TASK STATEMENT | Once you reach the line containing "at one level." in the data below, restate each line word for word up to and including the one containing "let (raster_width, raster_height)".

Collected data |
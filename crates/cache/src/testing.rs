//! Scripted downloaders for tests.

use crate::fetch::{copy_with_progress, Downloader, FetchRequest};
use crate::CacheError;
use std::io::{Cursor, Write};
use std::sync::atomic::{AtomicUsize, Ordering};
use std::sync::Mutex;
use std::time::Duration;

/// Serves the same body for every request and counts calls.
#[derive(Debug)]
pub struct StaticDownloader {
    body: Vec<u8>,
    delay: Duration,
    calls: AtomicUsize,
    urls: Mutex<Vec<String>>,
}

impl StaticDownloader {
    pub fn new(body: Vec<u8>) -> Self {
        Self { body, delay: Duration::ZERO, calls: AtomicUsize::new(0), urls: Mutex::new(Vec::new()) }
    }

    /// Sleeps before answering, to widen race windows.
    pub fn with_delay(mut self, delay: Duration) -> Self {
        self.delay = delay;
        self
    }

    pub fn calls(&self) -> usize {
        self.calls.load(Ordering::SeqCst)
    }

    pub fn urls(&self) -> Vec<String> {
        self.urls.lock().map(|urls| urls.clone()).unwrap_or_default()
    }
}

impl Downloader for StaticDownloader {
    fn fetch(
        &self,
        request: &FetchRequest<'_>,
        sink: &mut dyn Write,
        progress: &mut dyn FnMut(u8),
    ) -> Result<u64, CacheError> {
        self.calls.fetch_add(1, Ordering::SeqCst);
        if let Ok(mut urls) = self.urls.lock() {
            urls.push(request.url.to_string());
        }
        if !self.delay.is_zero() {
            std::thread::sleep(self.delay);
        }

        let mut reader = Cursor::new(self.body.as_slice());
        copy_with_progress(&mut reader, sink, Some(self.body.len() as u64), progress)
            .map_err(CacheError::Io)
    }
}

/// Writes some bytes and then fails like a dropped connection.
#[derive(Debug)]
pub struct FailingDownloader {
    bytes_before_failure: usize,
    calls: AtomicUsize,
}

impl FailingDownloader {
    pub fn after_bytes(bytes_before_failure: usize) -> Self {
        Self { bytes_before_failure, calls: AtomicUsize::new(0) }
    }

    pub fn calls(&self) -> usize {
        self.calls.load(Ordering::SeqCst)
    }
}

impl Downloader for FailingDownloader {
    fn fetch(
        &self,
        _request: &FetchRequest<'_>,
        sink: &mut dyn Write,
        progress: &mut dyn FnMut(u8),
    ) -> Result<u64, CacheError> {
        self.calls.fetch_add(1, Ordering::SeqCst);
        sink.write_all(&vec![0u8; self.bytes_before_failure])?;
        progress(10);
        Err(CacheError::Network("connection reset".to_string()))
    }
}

...

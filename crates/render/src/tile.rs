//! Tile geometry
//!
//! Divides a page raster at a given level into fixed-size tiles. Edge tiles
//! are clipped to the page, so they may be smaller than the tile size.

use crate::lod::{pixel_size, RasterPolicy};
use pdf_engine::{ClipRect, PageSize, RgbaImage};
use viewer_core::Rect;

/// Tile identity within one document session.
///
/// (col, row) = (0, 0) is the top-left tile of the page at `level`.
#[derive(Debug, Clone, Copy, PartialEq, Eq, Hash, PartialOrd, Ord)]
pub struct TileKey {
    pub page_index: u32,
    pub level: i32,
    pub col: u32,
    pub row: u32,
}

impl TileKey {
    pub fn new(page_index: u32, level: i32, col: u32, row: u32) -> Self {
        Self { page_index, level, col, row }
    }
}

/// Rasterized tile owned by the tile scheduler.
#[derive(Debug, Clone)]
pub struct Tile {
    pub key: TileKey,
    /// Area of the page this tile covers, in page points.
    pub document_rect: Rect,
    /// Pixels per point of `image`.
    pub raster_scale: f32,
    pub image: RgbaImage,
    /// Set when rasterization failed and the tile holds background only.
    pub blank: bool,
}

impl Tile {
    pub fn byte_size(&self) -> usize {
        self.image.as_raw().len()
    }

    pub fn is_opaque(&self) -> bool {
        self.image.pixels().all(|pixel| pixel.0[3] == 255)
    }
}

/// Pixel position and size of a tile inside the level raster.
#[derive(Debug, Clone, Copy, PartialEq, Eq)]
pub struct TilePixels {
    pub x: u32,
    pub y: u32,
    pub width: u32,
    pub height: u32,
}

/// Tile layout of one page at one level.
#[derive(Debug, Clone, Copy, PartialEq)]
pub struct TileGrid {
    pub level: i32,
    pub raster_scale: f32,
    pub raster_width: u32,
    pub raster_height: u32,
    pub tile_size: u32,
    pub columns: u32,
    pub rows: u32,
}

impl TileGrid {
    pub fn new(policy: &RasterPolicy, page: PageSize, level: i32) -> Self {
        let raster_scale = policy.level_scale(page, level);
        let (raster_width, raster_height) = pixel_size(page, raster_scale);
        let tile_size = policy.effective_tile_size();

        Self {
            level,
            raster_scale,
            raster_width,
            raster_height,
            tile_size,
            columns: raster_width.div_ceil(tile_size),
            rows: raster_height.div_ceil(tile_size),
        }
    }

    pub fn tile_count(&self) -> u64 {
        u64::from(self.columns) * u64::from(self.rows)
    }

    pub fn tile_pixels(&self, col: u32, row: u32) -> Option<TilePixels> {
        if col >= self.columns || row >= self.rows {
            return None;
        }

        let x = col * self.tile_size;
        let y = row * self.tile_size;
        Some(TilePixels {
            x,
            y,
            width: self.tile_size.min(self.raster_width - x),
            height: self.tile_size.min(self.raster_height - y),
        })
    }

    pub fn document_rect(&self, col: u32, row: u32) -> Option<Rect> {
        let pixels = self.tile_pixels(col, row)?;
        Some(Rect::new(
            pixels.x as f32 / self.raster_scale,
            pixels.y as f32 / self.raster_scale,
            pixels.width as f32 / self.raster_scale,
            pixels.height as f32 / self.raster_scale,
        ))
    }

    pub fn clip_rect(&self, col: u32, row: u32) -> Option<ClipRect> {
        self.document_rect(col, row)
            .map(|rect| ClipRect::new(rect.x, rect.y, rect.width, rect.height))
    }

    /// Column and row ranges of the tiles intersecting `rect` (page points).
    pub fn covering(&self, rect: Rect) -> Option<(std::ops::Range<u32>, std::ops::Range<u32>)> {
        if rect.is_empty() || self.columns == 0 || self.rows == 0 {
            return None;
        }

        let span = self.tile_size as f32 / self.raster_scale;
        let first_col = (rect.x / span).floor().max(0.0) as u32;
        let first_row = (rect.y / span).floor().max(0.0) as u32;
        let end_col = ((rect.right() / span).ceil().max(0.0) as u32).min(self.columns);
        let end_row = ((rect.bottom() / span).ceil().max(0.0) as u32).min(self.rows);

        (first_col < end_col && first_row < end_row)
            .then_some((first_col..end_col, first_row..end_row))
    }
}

TASK ANSWER |
/// Tile layout of one page at one level.
#[derive(Debug, Clone, Copy, PartialEq)]
pub struct TileGrid {
    pub level: i32,
    pub raster_scale: f32,
    pub raster_width: u32,
    pub raster_height: u32,
    pub tile_size: u32,
    pub columns: u32,
    pub rows: u32,
}

impl TileGrid {
    pub fn new(policy: &RasterPolicy, page: PageSize, level: i32) -> Self {
        let raster_scale = policy.level_scale(page, level);
        let (raster_width, raster_height) = pixel_size(page, raster_scale);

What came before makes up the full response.